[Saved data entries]

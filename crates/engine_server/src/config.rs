//! Server configuration types and defaults.
//!
//! This module contains the server configuration structure and default values
//! used to initialize and customize the engine server behavior.

use crate::engine::EngineFamily;
use move_intelligence::IntelligenceSettings;
use serde::{Deserialize, Serialize};
use std::net::SocketAddr;
use std::path::PathBuf;

/// Maximum size of a single inbound WebSocket message.
pub const DEFAULT_MAX_MESSAGE_SIZE: usize = 64 * 1024;

/// Failed `auth` attempts after which a session is locked out.
pub const DEFAULT_MAX_FAILED_ATTEMPTS: u32 = 3;

/// Configuration structure for the engine server.
///
/// Contains all necessary parameters to configure server behavior including
/// network settings, authentication policy, TLS material and the engine to run.
#[derive(Debug, Clone, Serialize, Deserialize)]
pub struct ServerConfig {
    /// The socket address to bind the server to
    pub bind_address: SocketAddr,

    /// Authentication policy
    pub auth: AuthConfig,

    /// Optional TLS termination
    pub tls: TlsConfig,

    /// Engine binary and its initialization options
    pub engine: EngineConfig,

    /// Move re-ranking applied to the engine's analysis
    pub intelligence: IntelligenceSettings,

    /// Maximum inbound message size in bytes
    pub max_message_size: usize,

    /// Reject forwarded engine commands from anyone but the lock holder
    /// while the engine lock is held
    pub enforce_engine_lock: bool,
}

/// Authentication policy for client connections.
#[derive(Debug, Clone, Serialize, Deserialize)]
pub struct AuthConfig {
    /// Passkey clients must present; generated at startup when absent
    pub pass_key: Option<String>,

    /// Require authentication for lock/unlock and forwarded engine commands
    pub auth_write: bool,

    /// Require authentication for engine-name queries and subscriptions
    pub auth_read: bool,

    /// Treat loopback connections as already authenticated
    pub localhost_bypass: bool,

    /// Failed attempts before a session is permanently refused
    pub max_failed_attempts: u32,
}

/// TLS settings for the listener.
#[derive(Debug, Clone, Default, Serialize, Deserialize)]
pub struct TlsConfig {
    pub enabled: bool,

    /// PEM certificate chain
    pub cert_path: Option<PathBuf>,

    /// PEM PKCS#8 private key
    pub key_path: Option<PathBuf>,
}

/// Engine binary and the options sent to it during the UCI handshake.
#[derive(Debug, Clone, Serialize, Deserialize)]
pub struct EngineConfig {
    /// Option set used during initialization
    pub family: EngineFamily,

    /// Path to the engine executable
    pub path: PathBuf,

    pub multipv: u32,
    pub threads: u32,

    /// Hash table size in MB
    pub hash_mb: u32,

    /// Raw commands sent after the family's own options
    pub init_commands: Vec<String>,

    /// Explicit network weights (Leela, Maia)
    pub weights_file: Option<PathBuf>,

    /// Directory searched for default network weights
    pub weights_dir: PathBuf,

    /// Personality file (Rodent)
    pub personality_file: Option<PathBuf>,

    /// Directory relative personality files are resolved against
    pub personalities_dir: PathBuf,

    /// Root of the endgame tablebases; Syzygy files live in `syzygy/`
    pub tablebase_dir: Option<PathBuf>,

    /// Neural network backend (Leela, Maia)
    pub backend: String,

    /// Target playing strength for Maia networks
    pub maia_rating: u32,

    /// How long to wait for `readyok` after `isready`, in milliseconds
    pub handshake_timeout_ms: u64,
}

impl Default for AuthConfig {
    fn default() -> Self {
        Self {
            pass_key: None,
            auth_write: true,
            auth_read: false,
            localhost_bypass: true,
            max_failed_attempts: DEFAULT_MAX_FAILED_ATTEMPTS,
        }
    }
}

impl Default for EngineConfig {
    fn default() -> Self {
        Self {
            family: EngineFamily::Generic,
            path: PathBuf::from("./stockfish"),
            multipv: 3,
            threads: 1,
            hash_mb: 128,
            init_commands: Vec::new(),
            weights_file: None,
            weights_dir: PathBuf::from("weights"),
            personality_file: None,
            personalities_dir: PathBuf::from("personalities"),
            tablebase_dir: None,
            backend: "multiplexing".to_string(),
            maia_rating: 1500,
            handshake_timeout_ms: 10_000,
        }
    }
}

impl Default for ServerConfig {
    fn default() -> Self {
        Self {
            bind_address: SocketAddr::from(([127, 0, 0, 1], 8080)),
            auth: AuthConfig::default(),
            tls: TlsConfig::default(),
            engine: EngineConfig::default(),
            intelligence: IntelligenceSettings::default(),
            max_message_size: DEFAULT_MAX_MESSAGE_SIZE,
            enforce_engine_lock: true,
        }
    }
}
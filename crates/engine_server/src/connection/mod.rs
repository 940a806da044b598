//! Connection management for client connections.
//!
//! This module handles the lifecycle of client connections, including
//! connection tracking, per-connection sessions, subscriber fan-out and
//! the exclusive engine lock.

pub mod client;
pub mod manager;

pub use client::ClientConnection;
pub use manager::ConnectionManager;

/// Type alias for connection identifiers.
///
/// Connection IDs are used to uniquely identify client connections
/// throughout their lifecycle on the server.
pub type ConnectionId = usize;
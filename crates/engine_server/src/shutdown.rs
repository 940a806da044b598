//! Shutdown coordination for graceful server shutdown.
//!
//! This module provides shared shutdown state so the accept loop, the
//! output bridge and the application lifecycle agree on when to stop.

use std::sync::atomic::{AtomicBool, Ordering};
use std::sync::Arc;
use tokio::sync::watch;
use tracing::info;

/// Shared shutdown state for coordinating graceful shutdown across components.
#[derive(Debug, Clone)]
pub struct ShutdownState {
    /// Set once shutdown begins; no new connections are accepted afterwards
    shutdown_initiated: Arc<watch::Sender<bool>>,
    /// Set once the engines are stopped and the process may exit
    shutdown_complete: Arc<AtomicBool>,
}

impl ShutdownState {
    /// Creates a new shutdown state with both flags set to false.
    pub fn new() -> Self {
        let (shutdown_initiated, _) = watch::channel(false);
        Self {
            shutdown_initiated: Arc::new(shutdown_initiated),
            shutdown_complete: Arc::new(AtomicBool::new(false)),
        }
    }

    /// Returns true if shutdown has been initiated.
    pub fn is_shutdown_initiated(&self) -> bool {
        *self.shutdown_initiated.borrow()
    }

    /// Returns true if shutdown is complete and the process may exit.
    pub fn is_shutdown_complete(&self) -> bool {
        self.shutdown_complete.load(Ordering::Acquire)
    }

    /// Initiates shutdown and wakes everything waiting in [`Self::wait`].
    pub fn initiate_shutdown(&self) {
        let already = self.shutdown_initiated.send_replace(true);
        if !already {
            info!("🛑 Shutdown initiated - no new connections will be accepted");
        }
    }

    /// Marks shutdown as complete.
    pub fn complete_shutdown(&self) {
        self.shutdown_complete.store(true, Ordering::Release);
        info!("✅ Engines stopped - ready for exit");
    }

    /// Resolves once shutdown has been initiated.
    pub async fn wait(&self) {
        let mut receiver = self.shutdown_initiated.subscribe();
        // The sender lives in `self`, so the channel cannot close under us.
        let _ = receiver.wait_for(|initiated| *initiated).await;
    }
}

impl Default for ShutdownState {
    fn default() -> Self {
        Self::new()
    }
}

#[cfg(test)]
mod tests {
    use super::*;
    use std::time::Duration;

    #[tokio::test]
    async fn test_wait_resolves_after_initiation() {
        let state = ShutdownState::new();
        assert!(!state.is_shutdown_initiated());

        let waiter = {
            let state = state.clone();
            tokio::spawn(async move { state.wait().await })
        };
        state.initiate_shutdown();

        tokio::time::timeout(Duration::from_secs(1), waiter)
            .await
            .expect("waiter woke up")
            .unwrap();
        assert!(state.is_shutdown_initiated());
        assert!(!state.is_shutdown_complete());

        state.complete_shutdown();
        assert!(state.is_shutdown_complete());
    }

    #[tokio::test]
    async fn test_wait_after_initiation_returns_immediately() {
        let state = ShutdownState::new();
        state.initiate_shutdown();
        tokio::time::timeout(Duration::from_millis(100), state.wait())
            .await
            .expect("already initiated");
    }
}
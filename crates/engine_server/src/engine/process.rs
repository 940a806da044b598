//! A single UCI engine subprocess.
//!
//! The process' stdin and stdout are bridged to two bounded queues by two
//! tasks:
//!
//! * the **reader** forwards every stdout line to the shared output queue,
//!   dropping lines (with a warning) when the queue is full;
//! * the **writer** drains the input queue into stdin, one `\n`-terminated,
//!   flushed line per command.
//!
//! Both tasks watch a broadcast stop signal so [`EngineProcess::stop`] can
//! end them cooperatively.

use crate::error::EngineError;
use once_cell::sync::OnceCell;
use std::path::{Path, PathBuf};
use std::process::Stdio;
use std::sync::Arc;
use std::time::Duration;
use tokio::io::{AsyncBufReadExt, AsyncWriteExt, BufReader};
use tokio::process::{Child, ChildStdin, ChildStdout, Command};
use tokio::sync::{broadcast, mpsc, watch};
use tokio::task::JoinHandle;
use tracing::{debug, error, info, trace, warn};

/// Capacity of the engine-to-clients output queue.
pub const OUTPUT_QUEUE_CAPACITY: usize = 100;

/// Capacity of the clients-to-engine input queue.
pub const INPUT_QUEUE_CAPACITY: usize = 10;

/// Name reported before the engine sends `id name`.
pub const UNKNOWN_ENGINE_NAME: &str = "Unknown";

/// How long a stopping engine gets to exit after `quit` before it is killed.
const EXIT_GRACE_PERIOD: Duration = Duration::from_secs(2);

/// Builds a `position` command.
///
/// An empty FEN or `startpos` selects the start position.
pub fn position_command(fen: Option<&str>, moves: &[String]) -> String {
    let mut command = match fen.map(str::trim) {
        None | Some("") | Some("startpos") => "position startpos".to_string(),
        Some(fen) => format!("position fen {}", fen),
    };
    if !moves.is_empty() {
        command.push_str(" moves ");
        command.push_str(&moves.join(" "));
    }
    command
}

/// A running engine subprocess and its I/O tasks.
#[derive(Debug)]
pub struct EngineProcess {
    path: PathBuf,
    child: Child,
    input: mpsc::Sender<String>,
    name: Arc<OnceCell<String>>,
    ready: Arc<watch::Sender<bool>>,
    stop_signal: broadcast::Sender<()>,
    reader: JoinHandle<()>,
    writer: JoinHandle<()>,
}

impl EngineProcess {
    /// Spawns the engine at `path` and starts its I/O tasks.
    ///
    /// # Arguments
    ///
    /// * `path` - Engine executable
    /// * `output` - Queue receiving every line the engine prints
    ///
    /// # Returns
    ///
    /// The running process, or an error if it could not be spawned.
    pub fn start(path: &Path, output: mpsc::Sender<String>) -> Result<Self, EngineError> {
        info!("♟️ Starting engine: {}", path.display());

        let mut child = Command::new(path)
            .stdin(Stdio::piped())
            .stdout(Stdio::piped())
            .stderr(Stdio::null())
            .kill_on_drop(true)
            .spawn()
            .map_err(|source| EngineError::Spawn {
                path: path.display().to_string(),
                source,
            })?;

        let stdin = child.stdin.take().ok_or(EngineError::MissingPipe("stdin"))?;
        let stdout = child.stdout.take().ok_or(EngineError::MissingPipe("stdout"))?;

        let (input_tx, input_rx) = mpsc::channel(INPUT_QUEUE_CAPACITY);
        let (stop_signal, _) = broadcast::channel(1);
        let (ready, _) = watch::channel(false);
        let ready = Arc::new(ready);
        let name = Arc::new(OnceCell::new());

        let reader = tokio::spawn(read_output(
            stdout,
            output,
            name.clone(),
            ready.clone(),
            stop_signal.subscribe(),
        ));
        let writer = tokio::spawn(write_input(stdin, input_rx, stop_signal.subscribe()));

        info!("✅ Engine process started (pid {:?})", child.id());

        Ok(Self {
            path: path.to_path_buf(),
            child,
            input: input_tx,
            name,
            ready,
            stop_signal,
            reader,
            writer,
        })
    }

    pub fn path(&self) -> &Path {
        &self.path
    }

    /// Name from the engine's first `id name` line.
    pub fn name(&self) -> Option<&str> {
        self.name.get().map(String::as_str)
    }

    /// Whether `readyok` has been seen since the last handshake began.
    pub fn is_ready(&self) -> bool {
        *self.ready.borrow()
    }

    /// Queues a command without waiting.
    ///
    /// A full queue drops the command and reports
    /// [`EngineError::InputQueueFull`].
    pub fn send_command(&self, command: impl Into<String>) -> Result<(), EngineError> {
        match self.input.try_send(command.into()) {
            Ok(()) => Ok(()),
            Err(mpsc::error::TrySendError::Full(command)) => {
                warn!("⚠️ Engine input queue full, dropping: {}", command);
                Err(EngineError::InputQueueFull)
            }
            Err(mpsc::error::TrySendError::Closed(_)) => Err(EngineError::NotRunning),
        }
    }

    /// Queues a command, waiting for room in the queue.
    pub async fn queue_command(&self, command: impl Into<String>) -> Result<(), EngineError> {
        self.input
            .send(command.into())
            .await
            .map_err(|_| EngineError::NotRunning)
    }

    /// Runs the UCI handshake.
    ///
    /// Sends `uci`, the given option commands and `isready`, then waits for
    /// `readyok`.
    ///
    /// # Arguments
    ///
    /// * `commands` - Commands sent between `uci` and `isready`
    /// * `handshake_timeout` - How long to wait for `readyok`
    pub async fn initialize(
        &self,
        commands: &[String],
        handshake_timeout: Duration,
    ) -> Result<(), EngineError> {
        info!("🤝 Initializing engine with {} option commands", commands.len());

        self.ready.send_replace(false);
        let mut ready = self.ready.subscribe();

        self.queue_command("uci").await?;
        for command in commands {
            debug!("Engine option: {}", command);
            self.queue_command(command.as_str()).await?;
        }
        self.queue_command("isready").await?;

        let outcome = tokio::time::timeout(handshake_timeout, ready.wait_for(|ready| *ready))
            .await
            .map(|result| result.is_ok());

        match outcome {
            Ok(true) => {
                info!(
                    "✅ Engine ready: {}",
                    self.name().unwrap_or(UNKNOWN_ENGINE_NAME)
                );
                Ok(())
            }
            Ok(false) => Err(EngineError::NotRunning),
            Err(_) => Err(EngineError::HandshakeTimeout(handshake_timeout)),
        }
    }

    pub fn set_option(&self, name: &str, value: &str) -> Result<(), EngineError> {
        self.send_command(format!("setoption name {} value {}", name, value))
    }

    pub fn new_game(&self) -> Result<(), EngineError> {
        self.send_command("ucinewgame")
    }

    pub fn set_position(&self, fen: Option<&str>, moves: &[String]) -> Result<(), EngineError> {
        self.send_command(position_command(fen, moves))
    }

    /// Starts a search, e.g. `go("depth 20")`.
    pub fn go(&self, params: &str) -> Result<(), EngineError> {
        let params = params.trim();
        if params.is_empty() {
            self.send_command("go")
        } else {
            self.send_command(format!("go {}", params))
        }
    }

    /// Stops the engine.
    ///
    /// Sends `quit`, signals both I/O tasks to finish and waits for the
    /// process to exit, killing it after a grace period.
    pub async fn stop(mut self) -> Result<(), EngineError> {
        info!("🛑 Stopping engine: {}", self.path.display());

        if let Err(e) = self.send_command("quit") {
            debug!("Could not queue quit: {}", e);
        }
        let _ = self.stop_signal.send(());

        if tokio::time::timeout(EXIT_GRACE_PERIOD, &mut self.writer).await.is_err() {
            warn!("Engine writer task did not finish in time");
            self.writer.abort();
        }
        if tokio::time::timeout(EXIT_GRACE_PERIOD, &mut self.reader).await.is_err() {
            warn!("Engine reader task did not finish in time");
            self.reader.abort();
        }

        match tokio::time::timeout(EXIT_GRACE_PERIOD, self.child.wait()).await {
            Ok(Ok(status)) => {
                info!("✅ Engine exited with {}", status);
                Ok(())
            }
            Ok(Err(e)) => Err(EngineError::Io(e)),
            Err(_) => {
                warn!("Engine did not exit after quit, killing it");
                self.child.kill().await?;
                Ok(())
            }
        }
    }
}

async fn read_output(
    stdout: ChildStdout,
    output: mpsc::Sender<String>,
    name: Arc<OnceCell<String>>,
    ready: Arc<watch::Sender<bool>>,
    mut stop: broadcast::Receiver<()>,
) {
    let mut lines = BufReader::new(stdout).lines();

    loop {
        let line = tokio::select! {
            _ = stop.recv() => break,
            line = lines.next_line() => line,
        };

        let line = match line {
            Ok(Some(line)) => line.trim_end_matches('\r').to_string(),
            Ok(None) => {
                debug!("Engine closed its output");
                break;
            }
            Err(e) => {
                error!("Error reading engine output: {}", e);
                break;
            }
        };
        trace!("Engine output: {}", line);

        if let Some(engine_name) = line.strip_prefix("id name ") {
            if name.set(engine_name.trim().to_string()).is_ok() {
                info!("🏷️ Engine identified: {}", engine_name.trim());
            }
        } else if line.trim() == "readyok" {
            ready.send_replace(true);
        }

        match output.try_send(line) {
            Ok(()) => {}
            Err(mpsc::error::TrySendError::Full(_)) => {
                warn!("⚠️ Engine output queue full, dropping line");
            }
            Err(mpsc::error::TrySendError::Closed(_)) => {
                debug!("Engine output queue closed");
            }
        }
    }
}

async fn write_input(
    mut stdin: ChildStdin,
    mut input: mpsc::Receiver<String>,
    mut stop: broadcast::Receiver<()>,
) {
    loop {
        // Queued commands win over the stop signal so `quit` gets written.
        let command = tokio::select! {
            biased;
            command = input.recv() => match command {
                Some(command) => command,
                None => break,
            },
            _ = stop.recv() => break,
        };

        trace!("Sending to engine: {}", command);
        let mut line = command.into_bytes();
        line.push(b'\n');
        if let Err(e) = stdin.write_all(&line).await {
            error!("Error writing to engine: {}", e);
            break;
        }
        if let Err(e) = stdin.flush().await {
            error!("Error flushing engine input: {}", e);
            break;
        }
    }
}
//! Core engine server implementation.
//!
//! This module contains the main `EngineServer` struct, which owns the
//! listener, the auth policy, the connection registry, the engine manager
//! and the output bridge feeding engine output to subscribers.

use crate::{
    auth::AuthManager,
    config::ServerConfig,
    connection::ConnectionManager,
    engine::EngineManager,
    error::ServerError,
    intelligence::IntelligenceBridge,
    messaging::MessageHandler,
    server::{bridge::run_output_bridge, handlers::handle_connection, tls::load_acceptor},
    shutdown::ShutdownState,
};
use std::net::SocketAddr;
use std::sync::Arc;
use tokio::net::TcpListener;
use tokio_native_tls::TlsAcceptor;
use tokio_tungstenite::tungstenite::protocol::WebSocketConfig;
use tracing::{error, info, warn};

/// The engine server.
///
/// # Architecture
///
/// * **Auth**: One passkey and policy shared by every connection
/// * **Connections**: Registry of sessions, subscribers and the engine lock
/// * **Engines**: The active UCI engine and its output queue
/// * **Bridge**: A task broadcasting engine output to subscribers
pub struct EngineServer {
    config: ServerConfig,
    auth: Arc<AuthManager>,
    connection_manager: Arc<ConnectionManager>,
    engine_manager: Arc<EngineManager>,
    intelligence: Option<Arc<IntelligenceBridge>>,
    tls_acceptor: Option<TlsAcceptor>,
}

impl EngineServer {
    /// Creates a new engine server with the specified configuration.
    ///
    /// The engine is registered but not started; call
    /// [`start_engine`](Self::start_engine) before serving clients.
    ///
    /// # Returns
    ///
    /// The server, or an error if TLS material cannot be loaded.
    pub fn new(config: ServerConfig) -> Result<Self, ServerError> {
        let auth = Arc::new(AuthManager::new(&config.auth));
        let connection_manager = Arc::new(ConnectionManager::new());

        let engine_manager = EngineManager::new();
        engine_manager.register(config.engine.family, config.engine.clone())?;

        let intelligence = config
            .intelligence
            .enabled
            .then(|| Arc::new(IntelligenceBridge::new(config.intelligence.clone())));

        let tls_acceptor = if config.tls.enabled {
            let (Some(cert), Some(key)) = (&config.tls.cert_path, &config.tls.key_path) else {
                return Err(ServerError::Tls(
                    "TLS enabled but certificate or key path missing".to_string(),
                ));
            };
            Some(load_acceptor(cert, key)?)
        } else {
            None
        };

        Ok(Self {
            config,
            auth,
            connection_manager,
            engine_manager: Arc::new(engine_manager),
            intelligence,
            tls_acceptor,
        })
    }

    /// Starts and initializes the configured engine.
    pub async fn start_engine(&self) -> Result<(), ServerError> {
        self.engine_manager
            .set_active(self.config.engine.family)
            .await?;
        Ok(())
    }

    /// Binds to the configured address and serves until shutdown is
    /// initiated through `shutdown_state`.
    pub async fn start_with_shutdown_state(&self, shutdown_state: ShutdownState) -> Result<(), ServerError> {
        let listener = self.bind().await?;
        self.serve(listener, shutdown_state).await
    }

    /// Binds the listener for the configured address.
    pub async fn bind(&self) -> Result<TcpListener, ServerError> {
        let listener = TcpListener::bind(self.config.bind_address)
            .await
            .map_err(|e| {
                ServerError::Network(format!("Failed to bind {}: {}", self.config.bind_address, e))
            })?;
        Ok(listener)
    }

    /// Serves clients on an already bound listener.
    ///
    /// Spawns the output bridge, then accepts connections until shutdown is
    /// initiated. Can only run once per server.
    pub async fn serve(&self, listener: TcpListener, shutdown_state: ShutdownState) -> Result<(), ServerError> {
        let engine_output = self
            .engine_manager
            .take_output()
            .await
            .ok_or_else(|| ServerError::Internal("Server is already running".to_string()))?;

        let bridge = tokio::spawn(run_output_bridge(
            engine_output,
            self.connection_manager.clone(),
            self.intelligence.clone(),
        ));

        let local_addr = listener
            .local_addr()
            .map_err(|e| ServerError::Network(e.to_string()))?;
        let scheme = if self.tls_acceptor.is_some() { "wss" } else { "ws" };
        info!("🌐 Listening on {}://{}", scheme, local_addr);
        self.auth.log_startup();
        if self.intelligence.is_some() {
            info!("🧠 Move intelligence enabled");
        }

        loop {
            let (stream, addr) = tokio::select! {
                _ = shutdown_state.wait() => {
                    info!("🛑 Accept loop stopping - shutdown initiated");
                    break;
                }
                accepted = listener.accept() => match accepted {
                    Ok(pair) => pair,
                    Err(e) => {
                        error!("Failed to accept connection: {}", e);
                        continue;
                    }
                },
            };

            self.spawn_connection(stream, addr);
        }

        bridge.abort();
        info!("Server stopped");
        Ok(())
    }

    fn spawn_connection(&self, stream: tokio::net::TcpStream, addr: SocketAddr) {
        if let Err(e) = stream.set_nodelay(true) {
            warn!("Failed to set TCP_NODELAY for {}: {}", addr, e);
        }

        let handler = self.message_handler();
        let pre_authenticated = self.auth.should_bypass(&addr);
        let ws_config = self.websocket_config();
        let tls_acceptor = self.tls_acceptor.clone();

        tokio::spawn(async move {
            let result = match tls_acceptor {
                Some(acceptor) => match acceptor.accept(stream).await {
                    Ok(tls_stream) => {
                        handle_connection(tls_stream, addr, handler, pre_authenticated, ws_config).await
                    }
                    Err(e) => Err(ServerError::Tls(format!("TLS handshake with {} failed: {}", addr, e))),
                },
                None => handle_connection(stream, addr, handler, pre_authenticated, ws_config).await,
            };

            if let Err(e) = result {
                error!("Connection error: {:?}", e);
            }
        });
    }

    fn message_handler(&self) -> MessageHandler {
        MessageHandler::new(
            self.auth.clone(),
            self.connection_manager.clone(),
            self.engine_manager.clone(),
            self.intelligence.clone(),
            self.config.enforce_engine_lock,
        )
    }

    fn websocket_config(&self) -> WebSocketConfig {
        WebSocketConfig::default()
            .max_message_size(Some(self.config.max_message_size))
            .max_frame_size(Some(self.config.max_message_size))
    }

    /// Stops the active engine.
    pub async fn stop_engines(&self) {
        self.engine_manager.stop_all().await;
    }

    pub fn config(&self) -> &ServerConfig {
        &self.config
    }

    /// The passkey clients authenticate with.
    pub fn pass_key(&self) -> &str {
        self.auth.pass_key()
    }

    pub fn connection_manager(&self) -> Arc<ConnectionManager> {
        self.connection_manager.clone()
    }

    pub fn engine_manager(&self) -> Arc<EngineManager> {
        self.engine_manager.clone()
    }
}
//! UCI engine processes and their management.
//!
//! * [`EngineProcess`] bridges one engine subprocess to bounded queues.
//! * [`EngineFamily`] decides which options an engine is started with.
//! * [`EngineManager`] keeps the registry and the single active engine.

pub mod family;
pub mod manager;
pub mod personality;
pub mod process;

pub use family::{generic_init_commands, EngineFamily};
pub use manager::EngineManager;
pub use personality::PersonalityFileLoader;
pub use process::{position_command, EngineProcess, INPUT_QUEUE_CAPACITY, OUTPUT_QUEUE_CAPACITY, UNKNOWN_ENGINE_NAME};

◆ **WORK ITEM**:
The entries above hold a line with "state.complete_shutdown();" and a later line with "use std::process::Stdio;". Write out exactly those lines and all lines between, nothing more.

◆ **RESPONSE**:
        state.complete_shutdown();
        assert!(state.is_shutdown_complete());
    }

    #[tokio::test]
    async fn test_wait_after_initiation_returns_immediately() {
        let state = ShutdownState::new();
        state.initiate_shutdown();
        tokio::time::timeout(Duration::from_millis(100), state.wait())
            .await
            .expect("already initiated");
    }
}
filename crates/engine_server/src/engine/process.rs
repository 940a806da044b598
//! A single UCI engine subprocess.
//!
//! The process' stdin and stdout are bridged to two bounded queues by two
//! tasks:
//!
//! * the **reader** forwards every stdout line to the shared output queue,
//!   dropping lines (with a warning) when the queue is full;
//! * the **writer** drains the input queue into stdin, one `\n`-terminated,
//!   flushed line per command.
//!
//! Both tasks watch a broadcast stop signal so [`EngineProcess::stop`] can
//! end them cooperatively.

use crate::error::EngineError;
use once_cell::sync::OnceCell;
use std::path::{Path, PathBuf};
use std::process::Stdio;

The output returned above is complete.